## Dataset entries
________

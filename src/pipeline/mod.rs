//! Pipeline stages for blood test report analysis.
//!
//! Each submodule implements exactly one step. Keeping stages separate makes
//! each independently testable and lets the two text sources share
//! everything up to the body text.
//!
//! ## Data Flow
//!
//! ```text
//! input ──▶ intake ──▶ extract ──▶ classify ──▶ select ──────────▶ assemble
//! (CLI)    (temp file)  (text)     (markers)  ╰─▶ llm ─▶ postprocess ─╯
//! ```
//!
//! 1. [`input`]    — read a CLI path or download a URL into an upload
//! 2. [`intake`]   — validate the upload and stage it in a self-deleting temp file
//! 3. [`extract`]  — pull the text layer; runs in `spawn_blocking` and never fails
//! 4. [`classify`] — keyword table lookup, text → marker categories
//! 5. [`select`]   — template text source: pick and render canned fragments
//! 6. [`llm`]      — LLM text source: sequential persona tasks with retry/backoff
//! 7. [`postprocess`] — deterministic cleanup of LLM output
//! 8. [`assemble`] — wrap the result into the JSON reply

pub mod assemble;
pub mod classify;
pub mod extract;
pub mod input;
pub mod intake;
pub mod llm;
pub mod postprocess;
pub mod select;
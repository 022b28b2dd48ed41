//! Document intake: validate an upload and stage it in a scoped temp file.
//!
//! The staged file lives exactly as long as the [`StagedUpload`] guard. Every
//! exit path of a request (success, extraction trouble, an LLM failure, a
//! panic unwinding through the handler) drops the guard and with it the file,
//! so no branch ever calls a cleanup function by hand.
//!
//! File names embed a fresh UUID (`blood_test_report_<uuid>_XXXXXX.pdf`) so
//! concurrent requests sharing one upload directory never collide.

use crate::error::AnalyzerError;
use std::io::Write;
use std::path::{Path, PathBuf};
use tempfile::NamedTempFile;
use tracing::{debug, warn};
use uuid::Uuid;

/// An uploaded report as received, before anything touches the disk.
#[derive(Debug, Clone)]
pub struct UploadedDocument {
    pub bytes: Vec<u8>,
    pub filename: String,
}

impl UploadedDocument {
    pub fn new(bytes: impl Into<Vec<u8>>, filename: impl Into<String>) -> Self {
        Self {
            bytes: bytes.into(),
            filename: filename.into(),
        }
    }

    pub fn size_bytes(&self) -> usize {
        self.bytes.len()
    }
}

/// Reject uploads that are not `.pdf` files or are empty.
///
/// The extension check is case-insensitive and looks only at the name; the
/// bytes are not sniffed (a mislabelled file degrades at extraction instead).
pub fn validate_upload(doc: &UploadedDocument) -> Result<(), AnalyzerError> {
    if !doc.filename.to_ascii_lowercase().ends_with(".pdf") {
        return Err(AnalyzerError::InvalidFormat {
            filename: doc.filename.clone(),
        });
    }
    if doc.bytes.is_empty() {
        return Err(AnalyzerError::EmptyPayload);
    }
    Ok(())
}

/// A validated upload persisted to a uniquely named temp file.
///
/// Dropping the guard deletes the file.
pub struct StagedUpload {
    file: Option<NamedTempFile>,
    path: PathBuf,
    filename: String,
    size_bytes: usize,
}

impl StagedUpload {
    /// Path of the staged temp file.
    pub fn path(&self) -> &Path {
        &self.path
    }

    /// Name the client gave the file.
    pub fn filename(&self) -> &str {
        &self.filename
    }

    pub fn size_bytes(&self) -> usize {
        self.size_bytes
    }
}

impl Drop for StagedUpload {
    fn drop(&mut self) {
        if let Some(file) = self.file.take() {
            // Cleanup failure must never replace the request's real outcome.
            match file.close() {
                Ok(()) => debug!("Removed staged upload {}", self.path.display()),
                Err(e) => warn!("Failed to remove staged upload {}: {}", self.path.display(), e),
            }
        }
    }
}

/// Validate `doc` and write it into `upload_dir`.
///
/// Validation runs first, so rejected uploads never reach the filesystem.
pub fn stage_upload(doc: &UploadedDocument, upload_dir: &Path) -> Result<StagedUpload, AnalyzerError> {
    validate_upload(doc)?;

    let staging_err = |source: std::io::Error| AnalyzerError::StagingFailed {
        dir: upload_dir.to_path_buf(),
        source,
    };

    std::fs::create_dir_all(upload_dir).map_err(staging_err)?;

    let prefix = format!("blood_test_report_{}_", Uuid::new_v4());
    let mut file = tempfile::Builder::new()
        .prefix(&prefix)
        .suffix(".pdf")
        .tempfile_in(upload_dir)
        .map_err(staging_err)?;
    file.write_all(&doc.bytes).map_err(staging_err)?;
    file.flush().map_err(staging_err)?;

    let path = file.path().to_path_buf();
    debug!("Staged {} ({} bytes) at {}", doc.filename, doc.bytes.len(), path.display());

    Ok(StagedUpload {
        file: Some(file),
        path,
        filename: doc.filename.clone(),
        size_bytes: doc.bytes.len(),
    })
}

#[cfg(test)]
mod tests {
    use super::*;

    fn count_files(dir: &Path) -> usize {
        std::fs::read_dir(dir).map(|d| d.count()).unwrap_or(0)
    }

    #[test]
    fn rejects_non_pdf_before_touching_disk() {
        let tmp = tempfile::tempdir().unwrap();
        let dir = tmp.path().join("uploads");
        for name in ["report.txt", "report", "report.pdf.exe", "pdf", ""] {
            let doc = UploadedDocument::new(b"%PDF-1.4".to_vec(), name);
            let err = stage_upload(&doc, &dir).err().expect("should reject");
            assert!(matches!(err, AnalyzerError::InvalidFormat { .. }), "{name}: {err}");
        }
        assert!(!dir.exists(), "nothing should be persisted for rejected uploads");
    }

    #[test]
    fn rejects_empty_payload() {
        let tmp = tempfile::tempdir().unwrap();
        let doc = UploadedDocument::new(Vec::new(), "report.pdf");
        let err = stage_upload(&doc, tmp.path()).err().expect("should reject");
        assert!(matches!(err, AnalyzerError::EmptyPayload));
        assert_eq!(count_files(tmp.path()), 0);
    }

    #[test]
    fn extension_check_is_case_insensitive() {
        let doc = UploadedDocument::new(b"x".to_vec(), "REPORT.PDF");
        assert!(validate_upload(&doc).is_ok());
    }

    #[test]
    fn bare_suffix_counts_as_pdf() {
        for name in [".pdf", "scan.2024.Pdf"] {
            let doc = UploadedDocument::new(b"x".to_vec(), name);
            assert!(validate_upload(&doc).is_ok(), "{name}");
        }
    }

    #[test]
    fn staged_file_is_removed_on_drop() {
        let tmp = tempfile::tempdir().unwrap();
        let doc = UploadedDocument::new(b"%PDF-1.4 test".to_vec(), "lab.pdf");
        let staged = stage_upload(&doc, tmp.path()).unwrap();
        let path = staged.path().to_path_buf();

        assert!(path.exists());
        assert_eq!(std::fs::read(&path).unwrap(), doc.bytes);
        assert_eq!(staged.size_bytes(), doc.size_bytes());
        assert_eq!(staged.filename(), "lab.pdf");
        let name = path.file_name().unwrap().to_string_lossy().to_string();
        assert!(name.starts_with("blood_test_report_"), "got {name}");
        assert!(name.ends_with(".pdf"), "got {name}");

        drop(staged);
        assert!(!path.exists());
    }

    #[test]
    fn concurrent_uploads_get_distinct_paths() {
        let tmp = tempfile::tempdir().unwrap();
        let doc = UploadedDocument::new(b"%PDF".to_vec(), "same.pdf");
        let a = stage_upload(&doc, tmp.path()).unwrap();
        let b = stage_upload(&doc, tmp.path()).unwrap();
        assert_ne!(a.path(), b.path());
        assert_eq!(count_files(tmp.path()), 2);
    }

    #[test]
    fn creates_missing_upload_dir() {
        let tmp = tempfile::tempdir().unwrap();
        let dir = tmp.path().join("a").join("b");
        let doc = UploadedDocument::new(b"%PDF".to_vec(), "r.pdf");
        let staged = stage_upload(&doc, &dir).unwrap();
        assert!(staged.path().starts_with(&dir));
    }
}
//! Marker-keyword classification: map report text to marker categories.
//!
//! A "marker" here is only a keyword trigger, never a parsed clinical value.
//! A category matches when any of its keywords occurs as a case-insensitive
//! substring of the text. There is no stemming and no word-boundary check, so
//! `"iron"` matches `"ironic"` and `"bone"` matches `"trombone"`. Callers that
//! need stricter matching should tune the [`KeywordTable`] instead.
//!
//! The table is data, not code: the same function serves every analysis mode
//! and a deployment can swap the table for one loaded from JSON.

use crate::error::AnalyzerError;
use serde::{Deserialize, Serialize};
use std::collections::{BTreeMap, BTreeSet};
use std::fmt;

/// A laboratory marker family used to pick recommendation fragments.
#[derive(Debug, Clone, Copy, PartialEq, Eq, PartialOrd, Ord, Hash, Serialize, Deserialize)]
#[serde(rename_all = "snake_case")]
pub enum MarkerCategory {
    GlucoseRelated,
    LipidRelated,
    IronRelated,
    VitaminRelated,
    BloodPressureRelated,
    BoneRelated,
}

impl MarkerCategory {
    /// Every category, in the order fragments are emitted.
    pub const ALL: [MarkerCategory; 6] = [
        MarkerCategory::GlucoseRelated,
        MarkerCategory::LipidRelated,
        MarkerCategory::IronRelated,
        MarkerCategory::VitaminRelated,
        MarkerCategory::BloodPressureRelated,
        MarkerCategory::BoneRelated,
    ];

    /// The snake_case name used on the wire.
    pub fn as_str(&self) -> &'static str {
        match self {
            MarkerCategory::GlucoseRelated => "glucose_related",
            MarkerCategory::LipidRelated => "lipid_related",
            MarkerCategory::IronRelated => "iron_related",
            MarkerCategory::VitaminRelated => "vitamin_related",
            MarkerCategory::BloodPressureRelated => "blood_pressure_related",
            MarkerCategory::BoneRelated => "bone_related",
        }
    }
}

impl fmt::Display for MarkerCategory {
    fn fmt(&self, f: &mut fmt::Formatter<'_>) -> fmt::Result {
        f.write_str(self.as_str())
    }
}

/// The set of categories matched in one document. Empty is valid.
#[derive(Debug, Clone, Default, PartialEq, Eq, Serialize, Deserialize)]
#[serde(transparent)]
pub struct MarkerCategorySet(BTreeSet<MarkerCategory>);

impl MarkerCategorySet {
    pub fn new() -> Self {
        Self::default()
    }

    pub fn insert(&mut self, category: MarkerCategory) -> bool {
        self.0.insert(category)
    }

    pub fn contains(&self, category: MarkerCategory) -> bool {
        self.0.contains(&category)
    }

    pub fn is_empty(&self) -> bool {
        self.0.is_empty()
    }

    pub fn len(&self) -> usize {
        self.0.len()
    }

    /// Iterate in [`MarkerCategory`] order.
    pub fn iter(&self) -> impl Iterator<Item = MarkerCategory> + '_ {
        self.0.iter().copied()
    }

    /// Wire names of the matched categories, in category order.
    pub fn names(&self) -> Vec<String> {
        self.iter().map(|c| c.as_str().to_string()).collect()
    }
}

impl FromIterator<MarkerCategory> for MarkerCategorySet {
    fn from_iter<I: IntoIterator<Item = MarkerCategory>>(iter: I) -> Self {
        Self(iter.into_iter().collect())
    }
}

/// `category -> keywords` configuration for [`classify`].
///
/// Keywords are stored lowercased so matching only lowercases the haystack.
#[derive(Debug, Clone, PartialEq, Eq, Serialize, Deserialize)]
#[serde(transparent)]
pub struct KeywordTable(BTreeMap<MarkerCategory, Vec<String>>);

impl Default for KeywordTable {
    fn default() -> Self {
        Self::from_pairs([
            (
                MarkerCategory::GlucoseRelated,
                &["glucose", "blood sugar", "diabetes"][..],
            ),
            (
                MarkerCategory::LipidRelated,
                &["cholesterol", "lipid", "triglyceride", "cardiovascular"][..],
            ),
            (
                MarkerCategory::IronRelated,
                &["iron", "hemoglobin", "anemia"][..],
            ),
            (MarkerCategory::VitaminRelated, &["vitamin", "deficiency"][..]),
            (
                MarkerCategory::BloodPressureRelated,
                &["blood pressure", "hypertension"][..],
            ),
            (MarkerCategory::BoneRelated, &["calcium", "bone", "osteo"][..]),
        ])
    }
}

impl KeywordTable {
    /// Build a table from `(category, keywords)` pairs.
    pub fn from_pairs<'a, I>(pairs: I) -> Self
    where
        I: IntoIterator<Item = (MarkerCategory, &'a [&'a str])>,
    {
        let mut map = BTreeMap::new();
        for (category, keywords) in pairs {
            map.insert(category, keywords.iter().map(|k| k.to_lowercase()).collect());
        }
        Self(map).normalised()
    }

    /// Parse a table such as `{"glucose_related": ["glucose", "a1c"]}`.
    ///
    /// Categories missing from the JSON have no keywords and never match.
    pub fn from_json(json: &str) -> Result<Self, AnalyzerError> {
        let map: BTreeMap<MarkerCategory, Vec<String>> = serde_json::from_str(json)
            .map_err(|e| AnalyzerError::InvalidConfig(format!("keyword table: {e}")))?;
        let table = Self(map).normalised();
        if table.0.values().all(|kws| kws.is_empty()) {
            return Err(AnalyzerError::InvalidConfig(
                "keyword table has no keywords".into(),
            ));
        }
        Ok(table)
    }

    /// Keywords configured for `category` (empty slice if none).
    pub fn keywords(&self, category: MarkerCategory) -> &[String] {
        self.0.get(&category).map(Vec::as_slice).unwrap_or(&[])
    }

    // Lowercase, trim, and drop empty keywords: an empty needle would match everything.
    fn normalised(self) -> Self {
        Self(
            self.0
                .into_iter()
                .map(|(c, kws)| {
                    let kws = kws
                        .into_iter()
                        .map(|k| k.trim().to_lowercase())
                        .filter(|k| !k.is_empty())
                        .collect();
                    (c, kws)
                })
                .collect(),
        )
    }
}

/// Classify `text` into the set of marker categories it mentions.
///
/// Pure: identical input and table always give an identical set.
pub fn classify(text: &str, table: &KeywordTable) -> MarkerCategorySet {
    let haystack = text.to_lowercase();
    MarkerCategory::ALL
        .into_iter()
        .filter(|&category| {
            table
                .keywords(category)
                .iter()
                .any(|kw| haystack.contains(kw.as_str()))
        })
        .collect()
}

#[cfg(test)]
mod tests {
    use super::*;

    #[test]
    fn matches_case_insensitively() {
        let set = classify("GLUCOSE: 92 mg/dL\nCholesterol: 245", &KeywordTable::default());
        assert!(set.contains(MarkerCategory::GlucoseRelated));
        assert!(set.contains(MarkerCategory::LipidRelated));
        assert!(!set.contains(MarkerCategory::IronRelated));
        assert_eq!(set.len(), 2);
    }

    #[test]
    fn substring_match_has_no_word_boundaries() {
        // Accepted imprecision: "ironic" triggers the iron family.
        let set = classify("an ironic twist", &KeywordTable::default());
        assert!(set.contains(MarkerCategory::IronRelated));
    }

    #[test]
    fn multi_word_keywords_match() {
        let set = classify("Blood Pressure 150/95", &KeywordTable::default());
        assert!(set.contains(MarkerCategory::BloodPressureRelated));
    }

    #[test]
    fn no_keywords_gives_empty_set() {
        let set = classify("Patient: John Doe\nDate: 2024-01-15", &KeywordTable::default());
        assert!(set.is_empty());
    }

    #[test]
    fn classification_is_idempotent() {
        let table = KeywordTable::default();
        let text = "Hemoglobin 11.2 (low), Vitamin D 18 ng/mL, calcium 9.1";
        assert_eq!(classify(text, &table), classify(text, &table));
    }

    #[test]
    fn names_follow_category_order() {
        let set = classify("vitamin d, glucose", &KeywordTable::default());
        assert_eq!(set.names(), vec!["glucose_related", "vitamin_related"]);
    }

    #[test]
    fn custom_table_from_json() {
        let table = KeywordTable::from_json(r#"{"glucose_related": ["HbA1c", "  "]}"#).unwrap();
        assert_eq!(table.keywords(MarkerCategory::GlucoseRelated), &["hba1c".to_string()]);
        assert!(table.keywords(MarkerCategory::LipidRelated).is_empty());

        let set = classify("HBA1C 6.1%, glucose 130", &table);
        assert_eq!(set.iter().collect::<Vec<_>>(), vec![MarkerCategory::GlucoseRelated]);
    }

    #[test]
    fn empty_or_bad_json_table_is_rejected() {
        assert!(KeywordTable::from_json(r#"{"glucose_related": []}"#).is_err());
        assert!(KeywordTable::from_json(r#"{"sodium_related": ["na"]}"#).is_err());
        assert!(KeywordTable::from_json("not json").is_err());
    }

    #[test]
    fn set_serialises_as_name_list() {
        let set: MarkerCategorySet =
            [MarkerCategory::BoneRelated, MarkerCategory::LipidRelated].into_iter().collect();
        let json = serde_json::to_string(&set).unwrap();
        assert_eq!(json, r#"["lipid_related","bone_related"]"#);
    }
}
//! Configuration types for blood test report analysis.
//!
//! All analysis behaviour is controlled through [`AnalyzerConfig`], built via
//! its [`AnalyzerConfigBuilder`]. The config is built once at startup and
//! shared read-only by every request (`Arc<AnalyzerConfig>` in the server),
//! so nothing in it is mutated at runtime.

use crate::error::AnalyzerError;
use crate::pipeline::classify::KeywordTable;
use crate::pipeline::extract::{PdfTextExtractor, TextExtractor};
use crate::progress::ProgressCallback;
use edgequake_llm::LLMProvider;
use serde::{Deserialize, Serialize};
use std::fmt;
use std::path::PathBuf;
use std::sync::Arc;

/// Query used when the caller sends none (or only whitespace).
pub const DEFAULT_QUERY: &str = "Provide a comprehensive analysis of my blood test report";

/// Placeholder text substituted when the PDF text layer cannot be read.
pub const DEFAULT_FALLBACK_TEXT: &str = "file processed, content unavailable";

/// Disclaimer attached to every successful response.
pub const DEFAULT_DISCLAIMER: &str = "This analysis is for informational purposes only and should not replace professional medical consultation.";

/// Configuration for the analysis pipeline.
///
/// Built via [`AnalyzerConfig::builder()`] or using [`AnalyzerConfig::default()`].
///
/// # Example
/// ```rust
/// use bloodreport::AnalyzerConfig;
///
/// let config = AnalyzerConfig::builder()
///     .upload_dir("/tmp/bloodreport")
///     .max_upload_bytes(5 * 1024 * 1024)
///     .build()
///     .unwrap();
/// assert_eq!(config.max_upload_bytes, 5 * 1024 * 1024);
/// ```
#[derive(Clone)]
pub struct AnalyzerConfig {
    /// Directory that receives per-request temp files. Default: `<system temp>/bloodreport`.
    pub upload_dir: PathBuf,

    /// Largest accepted upload in bytes. Default: 20 MiB.
    pub max_upload_bytes: usize,

    /// Query used when the caller's query is blank.
    pub default_query: String,

    /// Text used in place of the report when extraction fails.
    pub fallback_text: String,

    /// Disclaimer attached to every response.
    pub disclaimer: String,

    /// Keyword table driving marker classification.
    pub keywords: KeywordTable,

    /// PDF text-layer extractor. Default: [`PdfTextExtractor`].
    pub extractor: Arc<dyn TextExtractor>,

    /// Where the analysis body comes from. Default: canned templates.
    pub text_source: TextSource,

    /// Sampling temperature for LLM tasks. Default: 0.1.
    pub temperature: f32,

    /// Maximum tokens the LLM may generate per task. Default: 2048.
    pub max_tokens: usize,

    /// Maximum retry attempts per LLM task. Default: 3.
    pub max_retries: u32,

    /// Initial retry delay in milliseconds (doubles after each attempt). Default: 500.
    pub retry_backoff_ms: u64,

    /// Report text beyond this many characters is not sent to the LLM. Default: 12 000.
    pub max_report_chars: usize,

    /// Timeout for downloading a report given as a URL (CLI only). Default: 60.
    pub download_timeout_secs: u64,

    /// Optional per-task progress events (LLM text source only).
    pub progress_callback: Option<ProgressCallback>,
}

impl Default for AnalyzerConfig {
    fn default() -> Self {
        Self {
            upload_dir: std::env::temp_dir().join("bloodreport"),
            max_upload_bytes: 20 * 1024 * 1024,
            default_query: DEFAULT_QUERY.to_string(),
            fallback_text: DEFAULT_FALLBACK_TEXT.to_string(),
            disclaimer: DEFAULT_DISCLAIMER.to_string(),
            keywords: KeywordTable::default(),
            extractor: Arc::new(PdfTextExtractor),
            text_source: TextSource::default(),
            temperature: 0.1,
            max_tokens: 2048,
            max_retries: 3,
            retry_backoff_ms: 500,
            max_report_chars: 12_000,
            download_timeout_secs: 60,
            progress_callback: None,
        }
    }
}

impl fmt::Debug for AnalyzerConfig {
    fn fmt(&self, f: &mut fmt::Formatter<'_>) -> fmt::Result {
        f.debug_struct("AnalyzerConfig")
            .field("upload_dir", &self.upload_dir)
            .field("max_upload_bytes", &self.max_upload_bytes)
            .field("default_query", &self.default_query)
            .field("keywords", &self.keywords)
            .field("text_source", &self.text_source)
            .field("temperature", &self.temperature)
            .field("max_tokens", &self.max_tokens)
            .field("max_retries", &self.max_retries)
            .field("max_report_chars", &self.max_report_chars)
            .finish()
    }
}

impl AnalyzerConfig {
    /// Create a new builder for `AnalyzerConfig`.
    pub fn builder() -> AnalyzerConfigBuilder {
        AnalyzerConfigBuilder {
            config: Self::default(),
        }
    }

    /// Return the caller's query, or the default when it is blank.
    pub fn effective_query(&self, query: Option<&str>) -> String {
        match query.map(str::trim) {
            Some(q) if !q.is_empty() => q.to_string(),
            _ => self.default_query.clone(),
        }
    }
}

/// Builder for [`AnalyzerConfig`].
pub struct AnalyzerConfigBuilder {
    config: AnalyzerConfig,
}

impl AnalyzerConfigBuilder {
    pub fn upload_dir(mut self, dir: impl Into<PathBuf>) -> Self {
        self.config.upload_dir = dir.into();
        self
    }

    pub fn max_upload_bytes(mut self, n: usize) -> Self {
        self.config.max_upload_bytes = n;
        self
    }

    pub fn default_query(mut self, q: impl Into<String>) -> Self {
        self.config.default_query = q.into();
        self
    }

    pub fn fallback_text(mut self, text: impl Into<String>) -> Self {
        self.config.fallback_text = text.into();
        self
    }

    pub fn disclaimer(mut self, text: impl Into<String>) -> Self {
        self.config.disclaimer = text.into();
        self
    }

    pub fn keywords(mut self, table: KeywordTable) -> Self {
        self.config.keywords = table;
        self
    }

    pub fn extractor(mut self, extractor: Arc<dyn TextExtractor>) -> Self {
        self.config.extractor = extractor;
        self
    }

    pub fn text_source(mut self, source: TextSource) -> Self {
        self.config.text_source = source;
        self
    }

    /// Shorthand for `text_source(TextSource::Llm(provider))`.
    pub fn llm_provider(mut self, provider: Arc<dyn LLMProvider>) -> Self {
        self.config.text_source = TextSource::Llm(provider);
        self
    }

    pub fn temperature(mut self, t: f32) -> Self {
        self.config.temperature = t.clamp(0.0, 2.0);
        self
    }

    pub fn max_tokens(mut self, n: usize) -> Self {
        self.config.max_tokens = n;
        self
    }

    pub fn max_retries(mut self, n: u32) -> Self {
        self.config.max_retries = n;
        self
    }

    pub fn retry_backoff_ms(mut self, ms: u64) -> Self {
        self.config.retry_backoff_ms = ms;
        self
    }

    pub fn max_report_chars(mut self, n: usize) -> Self {
        self.config.max_report_chars = n;
        self
    }

    pub fn download_timeout_secs(mut self, secs: u64) -> Self {
        self.config.download_timeout_secs = secs;
        self
    }

    pub fn progress_callback(mut self, cb: ProgressCallback) -> Self {
        self.config.progress_callback = Some(cb);
        self
    }

    /// Build the configuration, validating constraints.
    pub fn build(self) -> Result<AnalyzerConfig, AnalyzerError> {
        let c = &self.config;
        if c.max_upload_bytes == 0 {
            return Err(AnalyzerError::InvalidConfig(
                "max_upload_bytes must be ≥ 1".into(),
            ));
        }
        if c.default_query.trim().is_empty() {
            return Err(AnalyzerError::InvalidConfig(
                "default query must not be blank".into(),
            ));
        }
        if c.fallback_text.trim().is_empty() {
            return Err(AnalyzerError::InvalidConfig(
                "fallback text must not be blank".into(),
            ));
        }
        if c.max_tokens == 0 {
            return Err(AnalyzerError::InvalidConfig("max_tokens must be ≥ 1".into()));
        }
        Ok(self.config)
    }
}

// ── Enums ────────────────────────────────────────────────────────────────

/// The caller-selected analysis variant.
///
/// | Mode | Body |
/// |------|------|
/// | `comprehensive` | medical summary + marker findings (default) |
/// | `nutrition` | dietary recommendations |
/// | `exercise` | fitness plan |
/// | `verification` | static document approval, never a rejection |
#[derive(Debug, Clone, Copy, PartialEq, Eq, Default, Serialize, Deserialize)]
#[serde(rename_all = "lowercase")]
pub enum AnalysisMode {
    #[default]
    Comprehensive,
    Nutrition,
    Exercise,
    Verification,
}

impl AnalysisMode {
    /// Parse a wire value, coercing anything unknown (or absent) to `Comprehensive`.
    ///
    /// Matching is exact: `"Nutrition"` is not `"nutrition"`.
    pub fn parse_lenient(value: Option<&str>) -> Self {
        match value.map(str::trim) {
            Some("nutrition") => AnalysisMode::Nutrition,
            Some("exercise") => AnalysisMode::Exercise,
            Some("verification") => AnalysisMode::Verification,
            _ => AnalysisMode::Comprehensive,
        }
    }

    pub fn as_str(&self) -> &'static str {
        match self {
            AnalysisMode::Comprehensive => "comprehensive",
            AnalysisMode::Nutrition => "nutrition",
            AnalysisMode::Exercise => "exercise",
            AnalysisMode::Verification => "verification",
        }
    }
}

impl fmt::Display for AnalysisMode {
    fn fmt(&self, f: &mut fmt::Formatter<'_>) -> fmt::Result {
        f.write_str(self.as_str())
    }
}

/// Strategy for producing the analysis body.
#[derive(Clone, Default)]
pub enum TextSource {
    /// Canned fragments chosen by marker keywords (no network, deterministic).
    #[default]
    Template,
    /// Sequential role-based LLM tasks via an edgequake-llm provider.
    Llm(Arc<dyn LLMProvider>),
}

impl TextSource {
    /// Short label used in logs and responses.
    pub fn label(&self) -> &'static str {
        match self {
            TextSource::Template => "template",
            TextSource::Llm(_) => "llm",
        }
    }
}

impl fmt::Debug for TextSource {
    fn fmt(&self, f: &mut fmt::Formatter<'_>) -> fmt::Result {
        match self {
            TextSource::Template => f.write_str("Template"),
            TextSource::Llm(_) => f.write_str("Llm(<dyn LLMProvider>)"),
        }
    }
}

________

## What you have to do
Transcribe the entries above word for word, from the first line through the line containing "pub mod llm;", and nothing else.

## Solved problem
filename src/pipeline/mod.rs
//! Pipeline stages for blood test report analysis.
//!
//! Each submodule implements exactly one step. Keeping stages separate makes
//! each independently testable and lets the two text sources share
//! everything up to the body text.
//!
//! ## Data Flow
//!
//! ```text
//! input ──▶ intake ──▶ extract ──▶ classify ──▶ select ──────────▶ assemble
//! (CLI)    (temp file)  (text)     (markers)  ╰─▶ llm ─▶ postprocess ─╯
//! ```
//!
//! 1. [`input`]    — read a CLI path or download a URL into an upload
//! 2. [`intake`]   — validate the upload and stage it in a self-deleting temp file
//! 3. [`extract`]  — pull the text layer; runs in `spawn_blocking` and never fails
//! 4. [`classify`] — keyword table lookup, text → marker categories
//! 5. [`select`]   — template text source: pick and render canned fragments
//! 6. [`llm`]      — LLM text source: sequential persona tasks with retry/backoff
//! 7. [`postprocess`] — deterministic cleanup of LLM output
//! 8. [`assemble`] — wrap the result into the JSON reply

pub mod assemble;
pub mod classify;
pub mod extract;
pub mod input;
pub mod intake;
pub mod llm;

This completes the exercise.